The SC acted on a petition filed on Dec. 26 last year by high school teacher John Barry Tayam, challenging the recommendation of the PFAD. A complaint has also been filed with the Comelec by civil society groups, brushing aside the findings of the motu proprio investigation conducted by the PFAD on the case.
With the next campaign period just two years away, a speedy and clear resolution of this issue is needed. Campaign fund-raising is expected to begin in earnest by next year.
Through legislative acrobatics, filing a certificate of candidacy does not officially make the filer a candidate, and contributions to the filer’s election campaign need not be declared by the candidate in his statement of campaign contributions and expenditures submitted to the Comelec. This is according to a Comelec ruling on the P75 million that Sen. Rodante Marcoleta did not declare in his SOCE, with the argument that he received the donation before the start of the 2025 campaign period.
This controversy will also need clarity from the Supreme Court. Meanwhile, in Escudero’s case, petitioners are invoking Section 95 of the Omnibus Election Code of 1985 or Batas Pambansa 881, which prohibits direct or indirect election campaign contributions from “natural and juridical persons” holding contracts or sub-contracts with the government, who operate public utilities, or “who have been granted franchises, incentives, exemptions, allocations or similar privileges or concessions” by any government agency including government-owned or controlled corporations.
Laws that amended certain provisions of the Omnibus Election Code did not change that section on prohibited contributions.
Yet the PFAD found nothing irregular in the P30 million contributed by contractor Lawrence Lubiano to the 2022 senatorial campaign of Escudero, at the time the governor of Sorsogon where Lubiano’s company has several public works contracts.
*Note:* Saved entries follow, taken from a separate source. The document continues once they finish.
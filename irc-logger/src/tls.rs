//! Opaque TLS stream construction. Per spec, the TLS implementation
//! itself is an external collaborator — this module's only job is to
//! hand back something that is `Read + Write` plus the raw `TcpStream`
//! the scheduler needs for its readability check.

use std::net::TcpStream;

use native_tls::TlsConnector;

use crate::error::{LoggerError, Result};

/// A connected, TLS-wrapped IRC socket.
pub struct IrcConnection {
    pub tls: native_tls::TlsStream<TcpStream>,
}

impl IrcConnection {
    /// Connect to `server` (`host:port`) over TCP and complete a TLS
    /// handshake using the host portion as the SNI / certificate name.
    pub fn connect(server: &str) -> Result<Self> {
        let host = server.split(':').next().unwrap_or(server).to_string();
        let tcp = TcpStream::connect(server)?;
        let connector = TlsConnector::new()?;
        let tls = connector.connect(&host, tcp)?;
        Ok(IrcConnection { tls })
    }

    /// The underlying TCP socket, used by the scheduling helper to wait
    /// for readability without going through the TLS record layer.
    pub fn raw_socket(&self) -> &TcpStream {
        self.tls.get_ref()
    }
}
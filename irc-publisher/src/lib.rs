//! Publisher: watches a logger's spool directory and continuously
//! integrates it into a date-partitioned git repository, force-pushed to
//! `live` and periodically folded into `master` as day boundaries cross.

pub mod cli;
pub mod date_router;
pub mod drainer;
pub mod error;
pub mod git;
pub mod repo_state;
pub mod rollover;
pub mod watcher;

use error::{PublisherError, Result};
use git::ProcessGitOperator;

pub use cli::Cli;

pub fn run(cli: &Cli) -> Result<()> {
    if !cli.logger_dir.is_dir() {
        return Err(PublisherError::Io(std::io::Error::new(
            std::io::ErrorKind::NotFound,
            format!("--logger-dir {} is not a directory", cli.logger_dir.display()),
        )));
    }

    if !cli.repo.join(".git").exists() {
        return Err(PublisherError::Io(std::io::Error::new(
            std::io::ErrorKind::NotFound,
            format!("--repo {} has no .git entry", cli.repo.display()),
        )));
    }

    let git = ProcessGitOperator;
    watcher::watch(&git, &cli.logger_dir, &cli.repo)
}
Lubiano is the president and 99 percent owner of Centerways Construction and Development Inc., which ranked seventh on the list bared by President Marcos of the top 15 companies that cornered flood control projects in the country.
Between 2020 and 2024, Centerways reportedly bagged P5.4 billion or about one percent of the total flood control budget, with most of the projects located in the Bicol Region particularly Sorsogon.
In his SOCE submitted to the Comelec, Escudero declared the P30 million as a personal contribution of his friend Lubiano. The PFAD accepted the argument.
Such legal hairsplitting makes a mockery of the law. For both the SC and the Comelec, there’s a chance to stop it before the general elections.